▶ _WHAT YOU SHOULD DO_: Where a line holds the word "contains", copy it from the records.

[Stored data entries]
==============================
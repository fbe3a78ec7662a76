//! Validation rules for staged records.
//!
//! Every rule for a record is evaluated unconditionally, so a single pass
//! records every applicable diagnostic; the verdict is the fold of all
//! rule outcomes. Diagnostic wording is stable — downstream tooling
//! matches on it.

use crate::{
  employee::Employee, report::ValidationReport, work_time::WorkTime,
};

/// `true` when the name contains only Unicode letters and whitespace.
/// The empty string passes vacuously; emptiness is its own rule.
fn name_is_clean(name: &str) -> bool {
  name.chars().all(|c| c.is_alphabetic() || c.is_whitespace())
}

/// Validate one staged employee, appending a diagnostic per failed rule.
pub fn validate_employee(
  employee: &Employee,
  report: &mut ValidationReport,
) -> bool {
  let mut accepted = true;

  if employee.id < 0 {
    report.push(format!("Employee ID {} is invalid", employee.id));
    accepted = false;
  }

  if employee.full_name.is_empty() {
    report.push(format!(
      "Employee (id: {}); Employee full name is empty",
      employee.id
    ));
    accepted = false;
  }

  if !name_is_clean(&employee.full_name) {
    report.push(format!(
      "Employee (id: {}); Employee full name contains invalid characters",
      employee.id
    ));
    accepted = false;
  }

  accepted
}

/// Validate one staged work time for internal format correctness,
/// independent of any employee.
///
/// The ordering rule only runs when both instants parsed; comparing
/// against a placeholder instant would stack a spurious ordering
/// diagnostic on top of the parse diagnostic.
pub fn validate_work_time(
  work_time: &WorkTime,
  report: &mut ValidationReport,
) -> bool {
  let mut accepted = true;

  if work_time.id < 0 {
    report.push(format!("WorkTime ID {} is invalid", work_time.id));
    accepted = false;
  }

  if work_time.employee_id < 0 {
    report.push(format!(
      "WorkTime (id: {}); Employee ID {} is invalid",
      work_time.id, work_time.employee_id
    ));
    accepted = false;
  }

  let start = work_time.start_instant();
  if start.is_err() {
    report.push(format!(
      "WorkTime (id: {}); Start date and time is invalid",
      work_time.id
    ));
    accepted = false;
  }

  let stop = work_time.stop_instant();
  if stop.is_err() {
    report.push(format!(
      "WorkTime (id: {}); Stop date and time is invalid",
      work_time.id
    ));
    accepted = false;
  }

  if let (Ok(start), Ok(stop)) = (start, stop)
    && start > stop
  {
    report.push(format!(
      "WorkTime (id: {}); Start date and time is after stop date and time",
      work_time.id
    ));
    accepted = false;
  }

  accepted
}

/// Confirm a work time's employee reference resolves to a staged employee
/// that passed validation.
///
/// Scans the full staged employee set; an id that is absent and an id that
/// is present but rejected produce the same diagnostic. Callers only
/// invoke this after [`validate_work_time`] accepted the record.
pub fn check_integrity(
  work_time: &WorkTime,
  employees: &[Employee],
  report: &mut ValidationReport,
) -> bool {
  let found = employees
    .iter()
    .any(|e| e.id == work_time.employee_id && !report.is_rejected(e.id));

  if !found {
    report.push(format!(
      "WorkTime (id: {}); Employee ID {} does not exist",
      work_time.id, work_time.employee_id
    ));
  }

  found
}

// ─── Tests ───────────────────────────────────────────────────────────────────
==============================
▶ _RESULT_:
/// `true` when the name contains only Unicode letters and whitespace.
      "Employee (id: {}); Employee full name contains invalid characters",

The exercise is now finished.